Set down the data below once more, precisely as it reads.
+++ Supplied entries +++
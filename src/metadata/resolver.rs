//! Trait seams to the owning runtime.
//!
//! The pipeline deliberately knows nothing about assemblies, metadata tables
//! or JIT compilation. Everything it needs from the outside world crosses one
//! of three traits:
//!
//! - [`crate::metadata::SymbolResolver`] - signatures, bodies, token
//!   interpretation and stable native entry addresses
//! - [`crate::metadata::CodeGenerator`] - turns a synthesized body into a
//!   callable native entry point
//! - [`crate::metadata::PatchStateStore`] - optional opaque version blobs so
//!   repeated runs can detect an already-installed patch set
//!
//! # Thread Safety
//!
//! All three traits require `Send + Sync`; the context shares them behind
//! `Arc` and may call them from any thread holding the per-function entry.

use std::sync::Arc;

use crate::metadata::function::{FunctionBody, FunctionId, FunctionSig};
use crate::metadata::token::Token;
use crate::metadata::typesig::TypeSig;
use crate::Result;

/// A resolved member reference, the derived value of a token operand.
#[derive(Debug, Clone, PartialEq, Eq)]
pub struct MemberHandle {
    /// The token that was resolved
    pub token: Token,
    /// Fully qualified display name of the member
    pub name: Arc<str>,
}

/// Access to the owning runtime's metadata and compiled code.
///
/// Implementations must hand out *stable* native entry addresses: the address
/// returned by [`SymbolResolver::native_entry`] has to remain the function's
/// real entry point until the process exits (i.e. the implementation forces
/// compilation and pins the result before returning).
pub trait SymbolResolver: Send + Sync {
    /// The calling signature of `id`.
    ///
    /// # Errors
    /// Returns an error if the function is unknown to the runtime.
    fn signature(&self, id: &FunctionId) -> Result<FunctionSig>;

    /// The raw compiled body of `id`. An empty code buffer means the function
    /// has no body available.
    ///
    /// # Errors
    /// Returns an error if the function is unknown to the runtime.
    fn body(&self, id: &FunctionId) -> Result<FunctionBody>;

    /// The string behind a user-string heap token.
    ///
    /// # Errors
    /// Returns an error if the token does not reference a valid string.
    fn user_string(&self, token: Token) -> Result<String>;

    /// The member behind a non-string token operand, if the runtime can name
    /// it. `None` leaves the operand uninterpreted, which is not an error.
    fn member(&self, token: Token) -> Option<MemberHandle>;

    /// The call-stub token to substitute for a function without a body.
    ///
    /// # Errors
    /// Returns an error if no stub can be provided, which makes the empty
    /// body fatal.
    fn extern_stub(&self, id: &FunctionId) -> Result<Token>;

    /// The token to use when boxing a value of type `ty` into the arguments
    /// array. `None` skips boxing for that slot.
    fn boxing_token(&self, ty: &TypeSig) -> Option<Token> {
        ty.token()
    }

    /// The stable native entry address of `id`.
    ///
    /// # Errors
    /// Returns an error if the function cannot be compiled or pinned.
    fn native_entry(&self, id: &FunctionId) -> Result<usize>;
}

/// Materializes a synthesized body into executable code.
pub trait CodeGenerator: Send + Sync {
    /// Compile `body` under the calling signature `sig` and return the native
    /// entry address of the result.
    ///
    /// # Errors
    /// Returns an error if code generation fails; composition aborts and
    /// nothing is installed.
    fn materialize(&self, id: &FunctionId, sig: &FunctionSig, body: &FunctionBody)
        -> Result<usize>;
}

/// Optional persistence of per-function patch-set versions.
///
/// The blob is opaque to this crate: callers serialize whatever identifies
/// their patch-set version, and the context only ever compares blobs for
/// equality to decide whether a function is already patched to that version.
pub trait PatchStateStore: Send + Sync {
    /// The stored blob for `id`, if any.
    fn load(&self, id: &FunctionId) -> Option<Vec<u8>>;

    /// Record `blob` as the installed version for `id`.
    fn store(&self, id: &FunctionId, blob: &[u8]);
}
use std::collections::{BTreeMap, BTreeSet};

use super::model::{CellValue, FilterColumn, SalaryDataset, SalaryRecord};

// ---------------------------------------------------------------------------
// Filter selection: which values are allowed per filter column
// ---------------------------------------------------------------------------

/// Allowed values for each of the four filter columns.
///
/// Every column always has a set. An empty set means "nothing selected", so
/// no record passes.
#[derive(Debug, Clone, PartialEq, Eq)]
pub struct FilterSelection {
    selected: BTreeMap<FilterColumn, BTreeSet<CellValue>>,
}

impl Default for FilterSelection {
    fn default() -> Self {
        Self::none()
    }
}

impl FilterSelection {
    /// Every distinct value of the dataset selected (i.e., show everything).
    pub fn all(dataset: &SalaryDataset) -> Self {
        let selected = FilterColumn::ALL
            .iter()
            .map(|&col| (col, dataset.unique_values(col).clone()))
            .collect();
        FilterSelection { selected }
    }

    /// Nothing selected in any column.
    pub fn none() -> Self {
        let selected = FilterColumn::ALL
            .iter()
            .map(|&col| (col, BTreeSet::new()))
            .collect();
        FilterSelection { selected }
    }

    pub fn values(&self, column: FilterColumn) -> &BTreeSet<CellValue> {
        &self.selected[&column]
    }

    pub fn is_selected(&self, column: FilterColumn, value: &CellValue) -> bool {
        self.values(column).contains(value)
    }

    /// Replace a column's selection wholesale.
    pub fn set<I>(&mut self, column: FilterColumn, values: I)
    where
        I: IntoIterator<Item = CellValue>,
    {
        self.selected.insert(column, values.into_iter().collect());
    }

    /// Flip a single value in a column's selection.
    pub fn toggle(&mut self, column: FilterColumn, value: &CellValue) {
        let selected = self.selected.entry(column).or_default();
        if !selected.remove(value) {
            selected.insert(value.clone());
        }
    }

    pub fn select_all(&mut self, column: FilterColumn, dataset: &SalaryDataset) {
        self.set(column, dataset.unique_values(column).iter().cloned());
    }

    pub fn select_none(&mut self, column: FilterColumn) {
        self.selected.insert(column, BTreeSet::new());
    }

    /// Whether a record satisfies every column constraint.
    pub fn matches(&self, record: &SalaryRecord) -> bool {
        FilterColumn::ALL
            .iter()
            .all(|&col| self.is_selected(col, col.value_of(record)))
    }
}

// ---------------------------------------------------------------------------
// Filtering
// ---------------------------------------------------------------------------

/// Return indices of records that pass all column filters, in dataset order.
///
/// A record passes when, for each of the four filter columns, its value is in
/// the selected set. An empty set therefore hides everything; a selected
/// value the dataset never contains simply matches nothing.
pub fn filtered_indices(dataset: &SalaryDataset, selection: &FilterSelection) -> Vec<usize> {
    dataset
        .records()
        .iter()
        .enumerate()
        .filter(|(_, rec)| selection.matches(rec))
        .map(|(i, _)| i)
        .collect()
}

/// The filtered subset itself, borrowing from the dataset.
pub fn filter<'a>(dataset: &'a SalaryDataset, selection: &FilterSelection) -> Vec<&'a SalaryRecord> {
    dataset
        .records()
        .iter()
        .filter(|rec| selection.matches(rec))
        .collect()
}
+++
§ Solution for this exercise:
filename src/metadata/resolver.rs
//! Trait seams to the owning runtime.
//!
//! The pipeline deliberately knows nothing about assemblies, metadata tables
//! or JIT compilation. Everything it needs from the outside world crosses one
//! of three traits:
//!
//! - [`crate::metadata::SymbolResolver`] - signatures, bodies, token
//!   interpretation and stable native entry addresses
//! - [`crate::metadata::CodeGenerator`] - turns a synthesized body into a
//!   callable native entry point
//! - [`crate::metadata::PatchStateStore`] - optional opaque version blobs so
//!   repeated runs can detect an already-installed patch set
//!
//! # Thread Safety
//!
//! All three traits require `Send + Sync`; the context shares them behind
//! `Arc` and may call them from any thread holding the per-function entry.

use std::sync::Arc;

use crate::metadata::function::{FunctionBody, FunctionId, FunctionSig};
use crate::metadata::token::Token;
use crate::metadata::typesig::TypeSig;
use crate::Result;

/// A resolved member reference, the derived value of a token operand.
#[derive(Debug, Clone, PartialEq, Eq)]
pub struct MemberHandle {
    /// The token that was resolved
    pub token: Token,
    /// Fully qualified display name of the member
    pub name: Arc<str>,
}

/// Access to the owning runtime's metadata and compiled code.
///
/// Implementations must hand out *stable* native entry addresses: the address
/// returned by [`SymbolResolver::native_entry`] has to remain the function's
/// real entry point until the process exits (i.e. the implementation forces
/// compilation and pins the result before returning).
pub trait SymbolResolver: Send + Sync {
    /// The calling signature of `id`.
    ///
    /// # Errors
    /// Returns an error if the function is unknown to the runtime.
    fn signature(&self, id: &FunctionId) -> Result<FunctionSig>;

    /// The raw compiled body of `id`. An empty code buffer means the function
    /// has no body available.
    ///
    /// # Errors
    /// Returns an error if the function is unknown to the runtime.
    fn body(&self, id: &FunctionId) -> Result<FunctionBody>;

    /// The string behind a user-string heap token.
    ///
    /// # Errors
    /// Returns an error if the token does not reference a valid string.
    fn user_string(&self, token: Token) -> Result<String>;

    /// The member behind a non-string token operand, if the runtime can name
    /// it. `None` leaves the operand uninterpreted, which is not an error.
    fn member(&self, token: Token) -> Option<MemberHandle>;

    /// The call-stub token to substitute for a function without a body.
    ///
    /// # Errors
    /// Returns an error if no stub can be provided, which makes the empty
    /// body fatal.
    fn extern_stub(&self, id: &FunctionId) -> Result<Token>;

    /// The token to use when boxing a value of type `ty` into the arguments
    /// array. `None` skips boxing for that slot.
    fn boxing_token(&self, ty: &TypeSig) -> Option<Token> {
        ty.token()
    }

    /// The stable native entry address of `id`.
    ///
    /// # Errors
    /// Returns an error if the function cannot be compiled or pinned.
    fn native_entry(&self, id: &FunctionId) -> Result<usize>;
}

/// Materializes a synthesized body into executable code.
pub trait CodeGenerator: Send + Sync {
    /// Compile `body` under the calling signature `sig` and return the native
    /// entry address of the result.
    ///
    /// # Errors
    /// Returns an error if code generation fails; composition aborts and
    /// nothing is installed.
    fn materialize(&self, id: &FunctionId, sig: &FunctionSig, body: &FunctionBody)
        -> Result<usize>;
}

/// Optional persistence of per-function patch-set versions.
///
/// The blob is opaque to this crate: callers serialize whatever identifies
/// their patch-set version, and the context only ever compares blobs for
/// equality to decide whether a function is already patched to that version.
pub trait PatchStateStore: Send + Sync {
    /// The stored blob for `id`, if any.
    fn load(&self, id: &FunctionId) -> Option<Vec<u8>>;

    /// Record `blob` as the installed version for `id`.
    fn store(&self, id: &FunctionId, blob: &[u8]);
}
use std::collections::{BTreeMap, BTreeSet};

use super::model::{CellValue, FilterColumn, SalaryDataset, SalaryRecord};

// ---------------------------------------------------------------------------
// Filter selection: which values are allowed per filter column
// ---------------------------------------------------------------------------

/// Allowed values for each of the four filter columns.
///
/// Every column always has a set. An empty set means "nothing selected", so
/// no record passes.
#[derive(Debug, Clone, PartialEq, Eq)]
pub struct FilterSelection {
    selected: BTreeMap<FilterColumn, BTreeSet<CellValue>>,
}

impl Default for FilterSelection {
    fn default() -> Self {
        Self::none()
    }
}

impl FilterSelection {
    /// Every distinct value of the dataset selected (i.e., show everything).
    pub fn all(dataset: &SalaryDataset) -> Self {
        let selected = FilterColumn::ALL
            .iter()
            .map(|&col| (col, dataset.unique_values(col).clone()))
            .collect();
        FilterSelection { selected }
    }

    /// Nothing selected in any column.
    pub fn none() -> Self {
        let selected = FilterColumn::ALL
            .iter()
            .map(|&col| (col, BTreeSet::new()))
            .collect();
        FilterSelection { selected }
    }

    pub fn values(&self, column: FilterColumn) -> &BTreeSet<CellValue> {
        &self.selected[&column]
    }

    pub fn is_selected(&self, column: FilterColumn, value: &CellValue) -> bool {
        self.values(column).contains(value)
    }

    /// Replace a column's selection wholesale.
    pub fn set<I>(&mut self, column: FilterColumn, values: I)
    where
        I: IntoIterator<Item = CellValue>,
    {
        self.selected.insert(column, values.into_iter().collect());
    }

    /// Flip a single value in a column's selection.
    pub fn toggle(&mut self, column: FilterColumn, value: &CellValue) {
        let selected = self.selected.entry(column).or_default();
        if !selected.remove(value) {
            selected.insert(value.clone());
        }
    }

    pub fn select_all(&mut self, column: FilterColumn, dataset: &SalaryDataset) {
        self.set(column, dataset.unique_values(column).iter().cloned());
    }

    pub fn select_none(&mut self, column: FilterColumn) {
        self.selected.insert(column, BTreeSet::new());
    }

    /// Whether a record satisfies every column constraint.
    pub fn matches(&self, record: &SalaryRecord) -> bool {
        FilterColumn::ALL
            .iter()
            .all(|&col| self.is_selected(col, col.value_of(record)))
    }
}

// ---------------------------------------------------------------------------
// Filtering
// ---------------------------------------------------------------------------

/// Return indices of records that pass all column filters, in dataset order.
///
/// A record passes when, for each of the four filter columns, its value is in
/// the selected set. An empty set therefore hides everything; a selected
/// value the dataset never contains simply matches nothing.
pub fn filtered_indices(dataset: &SalaryDataset, selection: &FilterSelection) -> Vec<usize> {
    dataset
        .records()
        .iter()
        .enumerate()
        .filter(|(_, rec)| selection.matches(rec))
        .map(|(i, _)| i)
        .collect()
}

/// The filtered subset itself, borrowing from the dataset.
pub fn filter<'a>(dataset: &'a SalaryDataset, selection: &FilterSelection) -> Vec<&'a SalaryRecord> {
    dataset
        .records()
        .iter()
        .filter(|rec| selection.matches(rec))
        .collect()
}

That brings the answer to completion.